AIM OF THE EXERCISE = Nothing outside the range below should be printed. Output exactly the lines from the line with "let session = controller.session();" to the line with "let sim = match", both included.
┏━━
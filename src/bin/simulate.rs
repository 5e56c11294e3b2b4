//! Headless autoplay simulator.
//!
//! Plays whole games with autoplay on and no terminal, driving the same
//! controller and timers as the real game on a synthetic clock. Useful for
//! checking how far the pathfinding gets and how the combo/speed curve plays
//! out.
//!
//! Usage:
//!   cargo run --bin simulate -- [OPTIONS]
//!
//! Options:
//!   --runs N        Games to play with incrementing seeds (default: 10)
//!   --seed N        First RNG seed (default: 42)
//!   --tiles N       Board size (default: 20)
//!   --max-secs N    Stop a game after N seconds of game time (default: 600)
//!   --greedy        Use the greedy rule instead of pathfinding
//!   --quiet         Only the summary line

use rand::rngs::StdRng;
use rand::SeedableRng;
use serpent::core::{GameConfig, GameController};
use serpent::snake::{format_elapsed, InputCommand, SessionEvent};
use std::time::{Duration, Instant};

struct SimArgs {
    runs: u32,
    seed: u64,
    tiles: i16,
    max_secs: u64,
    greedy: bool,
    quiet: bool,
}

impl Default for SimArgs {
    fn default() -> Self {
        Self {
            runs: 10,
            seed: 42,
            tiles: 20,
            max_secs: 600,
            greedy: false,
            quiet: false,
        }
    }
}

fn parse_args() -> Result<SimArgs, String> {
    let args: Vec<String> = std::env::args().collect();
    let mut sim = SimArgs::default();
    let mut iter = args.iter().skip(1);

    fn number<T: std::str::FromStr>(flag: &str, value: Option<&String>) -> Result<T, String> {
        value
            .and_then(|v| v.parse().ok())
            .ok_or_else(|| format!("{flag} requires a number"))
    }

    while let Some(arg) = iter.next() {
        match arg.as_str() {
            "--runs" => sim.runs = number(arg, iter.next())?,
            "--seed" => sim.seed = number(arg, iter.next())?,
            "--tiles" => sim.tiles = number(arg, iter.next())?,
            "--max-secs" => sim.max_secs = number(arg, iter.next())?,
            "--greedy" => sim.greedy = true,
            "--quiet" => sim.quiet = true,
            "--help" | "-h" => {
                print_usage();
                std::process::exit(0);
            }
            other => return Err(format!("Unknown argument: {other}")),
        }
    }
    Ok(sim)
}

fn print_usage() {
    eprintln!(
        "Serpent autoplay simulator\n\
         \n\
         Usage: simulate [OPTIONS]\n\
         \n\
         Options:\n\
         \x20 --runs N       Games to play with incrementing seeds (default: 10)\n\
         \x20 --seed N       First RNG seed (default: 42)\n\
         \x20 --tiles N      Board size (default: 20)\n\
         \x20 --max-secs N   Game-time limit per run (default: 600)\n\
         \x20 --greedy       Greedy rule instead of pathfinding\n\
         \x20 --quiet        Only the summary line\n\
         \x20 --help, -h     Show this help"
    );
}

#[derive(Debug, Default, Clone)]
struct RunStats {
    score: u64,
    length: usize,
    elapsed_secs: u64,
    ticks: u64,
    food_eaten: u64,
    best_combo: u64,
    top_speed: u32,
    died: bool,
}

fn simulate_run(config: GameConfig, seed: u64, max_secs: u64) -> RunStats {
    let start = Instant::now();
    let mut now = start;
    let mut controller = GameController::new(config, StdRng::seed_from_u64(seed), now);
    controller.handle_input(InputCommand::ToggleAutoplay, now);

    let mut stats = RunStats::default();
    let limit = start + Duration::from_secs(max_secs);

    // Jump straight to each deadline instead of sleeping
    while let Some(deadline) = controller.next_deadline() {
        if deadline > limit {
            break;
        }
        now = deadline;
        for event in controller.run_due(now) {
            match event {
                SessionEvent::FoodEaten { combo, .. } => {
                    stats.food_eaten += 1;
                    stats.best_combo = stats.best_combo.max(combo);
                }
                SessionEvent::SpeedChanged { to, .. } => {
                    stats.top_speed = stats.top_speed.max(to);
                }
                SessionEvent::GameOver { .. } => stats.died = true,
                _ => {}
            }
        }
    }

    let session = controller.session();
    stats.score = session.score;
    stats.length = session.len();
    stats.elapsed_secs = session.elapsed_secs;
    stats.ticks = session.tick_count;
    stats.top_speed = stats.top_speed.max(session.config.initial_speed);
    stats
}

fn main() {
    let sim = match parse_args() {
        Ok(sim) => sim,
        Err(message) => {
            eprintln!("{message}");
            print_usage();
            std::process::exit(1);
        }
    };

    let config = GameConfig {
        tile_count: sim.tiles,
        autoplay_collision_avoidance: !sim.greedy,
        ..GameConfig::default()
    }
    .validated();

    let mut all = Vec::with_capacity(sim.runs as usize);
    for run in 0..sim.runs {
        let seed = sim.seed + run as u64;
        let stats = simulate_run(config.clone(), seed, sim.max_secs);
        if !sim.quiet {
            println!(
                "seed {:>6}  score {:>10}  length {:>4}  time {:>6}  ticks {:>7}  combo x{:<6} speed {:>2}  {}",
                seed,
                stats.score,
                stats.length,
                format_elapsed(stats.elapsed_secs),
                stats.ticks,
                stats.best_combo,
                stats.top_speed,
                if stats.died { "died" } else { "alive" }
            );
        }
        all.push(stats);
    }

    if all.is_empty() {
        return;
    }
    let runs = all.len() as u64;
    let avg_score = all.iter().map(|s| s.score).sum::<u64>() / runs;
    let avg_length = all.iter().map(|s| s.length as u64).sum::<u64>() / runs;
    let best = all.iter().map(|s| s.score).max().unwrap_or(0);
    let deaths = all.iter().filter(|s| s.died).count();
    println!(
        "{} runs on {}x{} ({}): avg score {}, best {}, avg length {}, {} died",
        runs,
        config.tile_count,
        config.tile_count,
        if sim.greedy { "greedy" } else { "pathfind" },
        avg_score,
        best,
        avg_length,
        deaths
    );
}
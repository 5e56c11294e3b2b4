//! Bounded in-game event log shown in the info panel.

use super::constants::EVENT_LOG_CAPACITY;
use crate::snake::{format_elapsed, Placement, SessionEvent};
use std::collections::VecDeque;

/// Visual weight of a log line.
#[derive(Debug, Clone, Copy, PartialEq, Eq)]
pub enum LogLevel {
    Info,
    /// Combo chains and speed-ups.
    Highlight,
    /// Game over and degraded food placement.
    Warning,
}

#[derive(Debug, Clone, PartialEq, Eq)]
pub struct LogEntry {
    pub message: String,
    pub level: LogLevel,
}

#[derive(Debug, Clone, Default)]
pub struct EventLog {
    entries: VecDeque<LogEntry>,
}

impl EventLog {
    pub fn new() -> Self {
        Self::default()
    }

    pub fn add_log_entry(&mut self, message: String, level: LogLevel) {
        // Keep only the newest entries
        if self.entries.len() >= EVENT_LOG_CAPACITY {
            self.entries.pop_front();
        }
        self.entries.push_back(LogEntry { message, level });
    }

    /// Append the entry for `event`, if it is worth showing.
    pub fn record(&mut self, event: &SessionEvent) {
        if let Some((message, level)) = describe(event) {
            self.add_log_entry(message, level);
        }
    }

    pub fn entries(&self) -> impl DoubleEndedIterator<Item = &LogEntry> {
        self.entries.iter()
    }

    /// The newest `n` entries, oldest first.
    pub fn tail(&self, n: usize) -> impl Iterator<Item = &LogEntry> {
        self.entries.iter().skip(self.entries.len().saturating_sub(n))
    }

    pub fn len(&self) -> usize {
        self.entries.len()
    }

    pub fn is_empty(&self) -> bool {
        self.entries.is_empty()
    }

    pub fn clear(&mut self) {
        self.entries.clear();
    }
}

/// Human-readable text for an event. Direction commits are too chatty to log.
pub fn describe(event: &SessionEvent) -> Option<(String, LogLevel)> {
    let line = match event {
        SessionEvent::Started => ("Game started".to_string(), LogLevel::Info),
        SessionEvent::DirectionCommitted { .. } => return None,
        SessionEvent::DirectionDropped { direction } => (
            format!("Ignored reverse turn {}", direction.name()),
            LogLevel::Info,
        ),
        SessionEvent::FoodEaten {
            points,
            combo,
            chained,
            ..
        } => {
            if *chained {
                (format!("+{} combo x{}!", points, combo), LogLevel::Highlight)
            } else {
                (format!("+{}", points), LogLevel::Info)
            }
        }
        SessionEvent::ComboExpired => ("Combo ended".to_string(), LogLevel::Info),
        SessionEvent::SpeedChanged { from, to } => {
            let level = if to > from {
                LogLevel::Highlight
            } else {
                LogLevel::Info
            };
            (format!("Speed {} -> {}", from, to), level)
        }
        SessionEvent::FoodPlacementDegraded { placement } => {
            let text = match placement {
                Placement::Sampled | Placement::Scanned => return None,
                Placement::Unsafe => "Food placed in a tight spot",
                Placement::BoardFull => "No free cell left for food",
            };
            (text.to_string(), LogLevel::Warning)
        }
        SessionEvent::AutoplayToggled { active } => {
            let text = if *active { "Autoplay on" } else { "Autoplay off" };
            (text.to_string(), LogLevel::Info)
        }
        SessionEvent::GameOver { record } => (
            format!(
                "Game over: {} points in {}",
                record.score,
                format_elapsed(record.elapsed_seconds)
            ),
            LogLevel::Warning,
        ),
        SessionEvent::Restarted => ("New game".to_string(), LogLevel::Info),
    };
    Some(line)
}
┗━━
EXERCISE ANSWER =
    let session = controller.session();
    stats.score = session.score;
    stats.length = session.len();
    stats.elapsed_secs = session.elapsed_secs;
    stats.ticks = session.tick_count;
    stats.top_speed = stats.top_speed.max(session.config.initial_speed);
    stats
}

fn main() {
    let sim = match parse_args() {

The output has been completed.